Shanghai’s rich middle class is leading a wave of online dissent over the strict and prolonged lockdowns imposed in various parts of the country. Chinese internet censorship is struggling as patience is wearing thin in many urban centers, coming up with creative forms of online protests.

Social Media Posts Revealing Lockdown Tension in Shanghai

Drawn-out lockdowns are nothing new in China as authorities insist with the nation’s zero-Covid policy since the start of the pandemic. Currently over This time around, however, metropolitan areas like Shanghai are increasingly difficult to keep quiet, given that its more than 25 million residents have seen weeks of total isolation along with food shortages and many other service interruptions.

Dozens of towns and reportedly over 300 million Chinese citizens have been affected by lockdowns of different severity. As expected, urban netizens have been most outspoken over their difficulties by finding creative ways to get around state censorship and bans placed on topics, news comments and spontaneous campaigns.

Shanghai residents have been using mobile proxies and hijacking seemingly unrelated hashtags to talk about healthcare issues, delivery failures and the overall severity of their situation. The “positive energy” that the Chinese government wants to transmit during the recent prolonged series of lockdowns does not come naturally to those counting food supplies and online censors are working hard to filter words, trending topics and undesired social media sharing.

WeChat groups and message threads are under constant monitoring. Posts questioning the zero-Covid approach have been quickly deleted, including by leading Chinese health experts like Dr. Zhong Nanshan. Video footage is soon censored and protests and investigations are quickly made to disappear.

Where this has not worked, officials have exposed banners with warnings and outright threats like “watch your own mouth or face punishment”, while drones have been patrolling the city skies. Yet, if anything, this has led to further tensions and unspoken confrontation with Shanghai’s educated and affluent middle class.

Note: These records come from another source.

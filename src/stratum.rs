//! Stratum
//!
//! A single 2x2 table together with its fixed margins. Conditional on the
//! margins, any one cell determines the whole table and follows a
//! hypergeometric law; this module exposes that law's support and mass.
use crate::alternative::Alternative;
use crate::data::Counts2x2;
use crate::distribution::DiscreteDistribution;
use crate::errors::GasteError;
use serde::{Deserialize, Serialize};
use statrs::function::factorial::ln_binomial;
use std::ops::RangeInclusive;

/// A cell of the 2x2 table.
#[derive(Debug, Clone, Copy, PartialEq, Eq, Serialize, Deserialize, Default)]
pub enum Cell {
    /// Row 1, column 1. The designated cell for pooled tests.
    #[default]
    TopLeft,
    TopRight,
    BottomLeft,
    BottomRight,
}

impl Cell {
    /// (row, column) index of the cell.
    pub fn position(self) -> (usize, usize) {
        match self {
            Cell::TopLeft => (0, 0),
            Cell::TopRight => (0, 1),
            Cell::BottomLeft => (1, 0),
            Cell::BottomRight => (1, 1),
        }
    }
}

/// Row totals, column totals and grand total of a table.
#[derive(Debug, Clone, PartialEq, Eq, Serialize, Deserialize)]
pub struct Margins {
    pub rows: [u64; 2],
    pub columns: [u64; 2],
    pub total: u64,
}

impl Margins {
    pub fn from_counts(counts: &Counts2x2) -> Self {
        let rows = [counts[0][0] + counts[0][1], counts[1][0] + counts[1][1]];
        let columns = [counts[0][0] + counts[1][0], counts[0][1] + counts[1][1]];
        Margins {
            rows,
            columns,
            total: rows[0] + rows[1],
        }
    }
}

/// One stratum: a labelled 2x2 table with non-zero margins.
#[derive(Debug, Clone, PartialEq, Serialize, Deserialize)]
#[serde(try_from = "StratumRecord")]
pub struct StratumTable {
    label: String,
    counts: Counts2x2,
    margins: Margins,
}

/// Serialized form of a stratum; margins are always recomputed from the counts.
#[derive(Deserialize)]
struct StratumRecord {
    label: String,
    counts: Counts2x2,
}

impl TryFrom<StratumRecord> for StratumTable {
    type Error = GasteError;

    fn try_from(record: StratumRecord) -> Result<Self, Self::Error> {
        StratumTable::new(record.label, record.counts)
    }
}

impl StratumTable {
    /// Build a stratum, rejecting tables with a zero row or column total.
    /// Such tables have a single feasible configuration and carry no
    /// information about association.
    pub fn new(label: impl Into<String>, counts: Counts2x2) -> Result<Self, GasteError> {
        let label = label.into();
        let margins = Margins::from_counts(&counts);
        for (i, total) in margins.rows.iter().enumerate() {
            if *total == 0 {
                return Err(GasteError::DegenerateStratum {
                    label,
                    reason: format!("row {} total is zero", i + 1),
                });
            }
        }
        for (j, total) in margins.columns.iter().enumerate() {
            if *total == 0 {
                return Err(GasteError::DegenerateStratum {
                    label,
                    reason: format!("column {} total is zero", j + 1),
                });
            }
        }
        Ok(StratumTable { label, counts, margins })
    }

    pub fn label(&self) -> &str {
        &self.label
    }

    pub fn counts(&self) -> &Counts2x2 {
        &self.counts
    }

    pub fn count(&self, cell: Cell) -> u64 {
        let (r, c) = cell.position();
        self.counts[r][c]
    }

    /// Count of the designated (top-left) cell.
    pub fn observed(&self) -> u64 {
        self.counts[0][0]
    }

    pub fn margins(&self) -> &Margins {
        &self.margins
    }

    /// Row total and column total crossing at `cell`, and the grand total.
    fn cell_margins(&self, cell: Cell) -> (u64, u64, u64) {
        let (r, c) = cell.position();
        (self.margins.rows[r], self.margins.columns[c], self.margins.total)
    }

    /// Feasible values of `cell` given the margins:
    /// `max(0, n1 + n2 - N) ..= min(n1, n2)`.
    pub fn support(&self, cell: Cell) -> RangeInclusive<u64> {
        let (n1, n2, n) = self.cell_margins(cell);
        (n1 + n2).saturating_sub(n)..=n1.min(n2)
    }

    /// Number of feasible values of the designated cell.
    pub fn support_size(&self) -> usize {
        let support = self.support(Cell::TopLeft);
        (support.end() - support.start() + 1) as usize
    }

    /// Log of the hypergeometric mass of `cell == value`, computed from log
    /// binomial coefficients so large counts do not overflow.
    pub fn ln_pmf(&self, cell: Cell, value: u64) -> f64 {
        if !self.support(cell).contains(&value) {
            return f64::NEG_INFINITY;
        }
        let (n1, n2, n) = self.cell_margins(cell);
        ln_binomial(n2, value) + ln_binomial(n - n2, n1 - value) - ln_binomial(n, n1)
    }

    /// Hypergeometric mass of `cell == value`, zero outside the support.
    pub fn pmf(&self, cell: Cell, value: u64) -> f64 {
        self.ln_pmf(cell, value).exp()
    }

    /// Conditional null distribution of the designated cell.
    pub fn null_distribution(&self) -> DiscreteDistribution {
        let support = self.support(Cell::TopLeft);
        let offset = *support.start();
        let probabilities = support.map(|x| self.pmf(Cell::TopLeft, x)).collect();
        DiscreteDistribution::from_parts(offset, probabilities)
    }

    /// Hypergeometric mean of the designated cell.
    pub fn null_mean(&self) -> f64 {
        let m = &self.margins;
        m.rows[0] as f64 * m.columns[0] as f64 / m.total as f64
    }

    /// Hypergeometric variance of the designated cell.
    pub fn null_variance(&self) -> f64 {
        let m = &self.margins;
        let n = m.total as f64;
        m.rows[0] as f64 * m.rows[1] as f64 * m.columns[0] as f64 * m.columns[1] as f64 / (n * n * (n - 1.0))
    }

    /// Fisher exact p-value of this stratum alone. Both one-sided tails
    /// include the mass of the observed table.
    pub fn exact_test(&self, alternative: Alternative) -> f64 {
        self.null_distribution().pvalue(self.observed(), alternative)
    }
}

Creative Online Solutions Harnessing Civic Energy

Announcements by Chinese social media that they would be publishing the IP addresses of users who “spread rumors” have not helped either. Tech industry research has shown that much of Asia’s tech-savvy population has a habit of using mobile proxies and other privacy tools, quickly finding workarounds to browse the internet freely and talk to the world about the hottest topics.

The sheer volume of forbidden posts is already a challenge for the very censorship system, experts explain. Unable to track all trending hashtags, state workers overlook topics that speak about the US, Ukraine or other popular news. Linking human rights elsewhere to their situation, Chinese online dissidents establish their informal channels and “hijack” the conversation to share personal or publicly relevant information about the Covid suppression in their town.

Sarcastic and satirical posts still dominate. Others hope to evade the censors by replacing words from famous poems or the national anthem. One thing is certain – social media, when harnessed with the right creativity, has proven its ability to mount pressure on the government in even some of the most strictly controlled tech environments like China.